Hi!
Together with Roberto Nibali <ratz> I found the main reasons for
the slow redirector. DMA wasn't activated. Then, those $#%@! who
installed the kernel on the other machine used an old version
of the driver with a new kernel ("downpatching" :)
O.K. FTP'ing a 300MB file takes 29sec now - 10 MByte per second,
80 MBps on a 100 MBps line. Is the still problem or is the missing
20% normal? (Cards on autodetect/negotiate)
rp_filter=1 didn't do much in the ftp scenario, but you can't tell
for sure, because it's always changing a bit - maybe 5%.
BUT:
When simulating 1 client (director has no work), up to 52,000 packets
per second arrive on the cache. This decreases with the increasing
number of simulated clients.
When simulating around 100,000 clients, the director starts not
to serve in real time: ipvsadm shows only 99,934 inactive conns.

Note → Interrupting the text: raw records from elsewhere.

//! README catalog CLI
//!
//! Parses the server listing into `catalogItems.jsonl` and fetches icons.

use std::path::PathBuf;

use clap::{Command as ClapCommand, CommandFactory, Parser, Subcommand};
use readme_catalog::{
    error::Result,
    models::Config,
    pipeline::{self, IconOptions, ParseOptions},
    services::HttpAssetFetcher,
};

/// README catalog extractor
#[derive(Parser, Debug)]
#[command(
    name = "catalog",
    version,
    about = "Extract a validated server catalog from a markdown README"
)]
struct Cli {
    /// Path to the TOML configuration file
    #[arg(short, long, global = true, default_value = "catalog.toml")]
    config: PathBuf,

    /// Enable verbose logging
    #[arg(short, long, global = true)]
    verbose: bool,

    #[command(subcommand)]
    command: Command,
}

#[derive(Subcommand, Debug)]
enum Command {
    /// Extract and validate catalog records into JSONL
    Parse {
        /// Source README (default: paths.input)
        #[arg(long)]
        input: Option<PathBuf>,

        /// JSONL destination (default: paths.output)
        #[arg(long)]
        output: Option<PathBuf>,

        /// Failure log destination (default: paths.log)
        #[arg(long)]
        log: Option<PathBuf>,

        /// Abort on the first validation failure
        #[arg(long)]
        strict: bool,

        /// Text marking the start of the catalog scope
        #[arg(long)]
        start_anchor: Option<String>,
    },

    /// Download the first icon of every record
    FetchIcons {
        /// JSONL catalog (default: paths.icons_input)
        #[arg(long)]
        input: Option<PathBuf>,

        /// Icon directory (default: paths.icons_dir)
        #[arg(long = "outDir", alias = "out-dir")]
        out_dir: Option<PathBuf>,

        /// Stop after this many saved or skipped records
        #[arg(long)]
        limit: Option<usize>,

        /// Replace icons that already exist
        #[arg(long)]
        overwrite: bool,

        /// Downloads in flight (default: fetcher.concurrency)
        #[arg(long)]
        concurrency: Option<usize>,
    },

    /// Validate the configuration file
    Validate,

    /// Show source fingerprint and catalog counts
    Info {
        /// Source README (default: paths.input)
        #[arg(long)]
        input: Option<PathBuf>,

        /// JSONL catalog (default: paths.output)
        #[arg(long)]
        output: Option<PathBuf>,
    },
}

/// Split argv into the tokens the CLI defines and the unknown flags dropped.
///
/// An unknown `--name` also drops the following token when that token is a
/// value rather than another flag or a subcommand.
fn known_args(args: impl IntoIterator<Item = String>) -> (Vec<String>, Vec<String>) {
    let mut root = Cli::command();
    root.build();

    let mut args = args.into_iter().peekable();
    let mut kept: Vec<String> = args.next().into_iter().collect();
    let mut ignored = Vec::new();
    let mut subcommand: Option<ClapCommand> = None;

    while let Some(arg) = args.next() {
        if arg == "--" {
            kept.push(arg);
            kept.extend(args);
            break;
        }
        if !arg.starts_with('-') || arg == "-" {
            if subcommand.is_none() {
                subcommand = root.find_subcommand(&arg).cloned();
            }
            kept.push(arg);
            continue;
        }

        let known = subcommand
            .as_ref()
            .and_then(|sub| flag_takes_value(sub, &arg))
            .or_else(|| flag_takes_value(&root, &arg));
        match known {
            Some(takes_value) => {
                let value = (takes_value && !arg.contains('=')).then(|| args.next());
                kept.push(arg);
                kept.extend(value.flatten());
            }
            None => {
                let next_is_value = !arg.contains('=')
                    && args.peek().is_some_and(|next| {
                        !next.starts_with('-')
                            && (subcommand.is_some() || root.find_subcommand(next).is_none())
                    });
                if next_is_value {
                    args.next();
                }
                ignored.push(arg);
            }
        }
    }

    (kept, ignored)
}

/// Whether `token` names an argument of `command`, and if so whether it takes a value.
fn flag_takes_value(command: &ClapCommand, token: &str) -> Option<bool> {
    let name = token.split_once('=').map_or(token, |(name, _)| name);
    let arg = match name.strip_prefix("--") {
        Some(long) => command.get_arguments().find(|arg| {
            arg.get_long() == Some(long)
                || arg.get_aliases().is_some_and(|aliases| aliases.contains(&long))
        }),
        None => {
            let mut chars = name.chars().skip(1);
            let short = chars.next().filter(|_| chars.next().is_none())?;
            command
                .get_arguments()
                .find(|arg| arg.get_short() == Some(short))
        }
    }?;
    Some(arg.get_action().takes_values())
}

/// Initialize logging based on verbosity flag.
fn init_logging(verbose: bool) {
    let level = if verbose { "debug" } else { "info" };
    env_logger::Builder::from_env(env_logger::Env::default().default_filter_or(level))
        .format_timestamp_secs()
        .init();
}

/// Main entry point for the CLI application.
#[tokio::main]
async fn main() -> Result<()> {
    let (args, ignored) = known_args(std::env::args());
    let cli = Cli::parse_from(args);
    init_logging(cli.verbose);
    for flag in &ignored {
        log::warn!("Ignoring unrecognized flag {flag}");
    }

    let mut config = Config::load_or_default(&cli.config);

    match cli.command {
        Command::Parse {
            input,
            output,
            log,
            strict,
            start_anchor,
        } => {
            if let Some(anchor) = start_anchor {
                config.parser.start_anchor = anchor;
            }
            let input = input.unwrap_or_else(|| config.paths.input.clone().into());
            let output = output.unwrap_or_else(|| config.paths.output.clone().into());
            let options = ParseOptions {
                strict,
                log_path: log.unwrap_or_else(|| config.paths.log.clone().into()),
                parser: config.parser,
            };

            let report = pipeline::run_parse(&input, &output, &options)?;
            log::info!(
                "Wrote {} records to {} ({} failed)",
                report.written,
                output.display(),
                report.failed
            );
        }

        Command::FetchIcons {
            input,
            out_dir,
            limit,
            overwrite,
            concurrency,
        } => {
            if let Some(concurrency) = concurrency {
                config.fetcher.concurrency = concurrency;
            }
            config.validate()?;

            let input = input.unwrap_or_else(|| config.paths.icons_input.clone().into());
            let out_dir = out_dir.unwrap_or_else(|| config.paths.icons_dir.clone().into());
            let options = IconOptions {
                limit,
                overwrite,
                ..IconOptions::from(&config.fetcher)
            };

            let fetcher = HttpAssetFetcher::new(&config.fetcher)?;
            let report = pipeline::run_fetch_icons(&input, &out_dir, &options, fetcher).await?;
            log::info!(
                "Icons: {} saved, {} skipped, {} failed",
                report.saved,
                report.skipped,
                report.failed
            );
        }

        Command::Validate => {
            log::info!("Validating configuration...");
            if !cli.config.exists() {
                log::warn!("{} not found; checking defaults", cli.config.display());
            } else {
                config = Config::load(&cli.config).inspect_err(|e| {
                    log::error!("Config load failed: {}", e);
                })?;
            }

            if let Err(e) = config.validate() {
                log::error!("Config validation failed: {}", e);
                return Err(e);
            }
            log::info!("✓ Config OK");
            log::info!("    start anchor: {}", config.parser.start_anchor);
            log::info!("    concurrency: {}", config.fetcher.concurrency);
            log::info!("    timeout: {}s", config.fetcher.timeout_secs);
        }

        Command::Info { input, output } => {
            let input = input.unwrap_or_else(|| config.paths.input.clone().into());
            let output = output.unwrap_or_else(|| config.paths.output.clone().into());
            pipeline::run_info(&input, &output)?;
        }
    }

    log::info!("Done!");

    Ok(())
}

When simulating 150,000 clients, we get errors because he can't
allocate memory - we have 256MB I guess. But nevertheless, the
load shown by top is about 400%
> Yes, it seems there is one trick here. If you enable the rp_filter
> for the indev in the real server the packets with saddr from the rejected
> network are treated as source martians. But with rp_filter=0 route -Cn
> shows that an incoming route is created in the routing cache, so it seems
> this packet reaches the inqueue. This can be a good reason the syn backlog
> to overflow. So, the recommendations is: don't enable the SYN cookies in
> this test, of course, if you don't want to test the SYN cookies support.
> And rp_filter=1 can help to drop the packets faster. Then you don't need
> to alter any tcp settings.
I'll have to do those settings and do further tests with testLVS.
Regards
Thomas
--
If a train station is where the train stops, what's a workstation?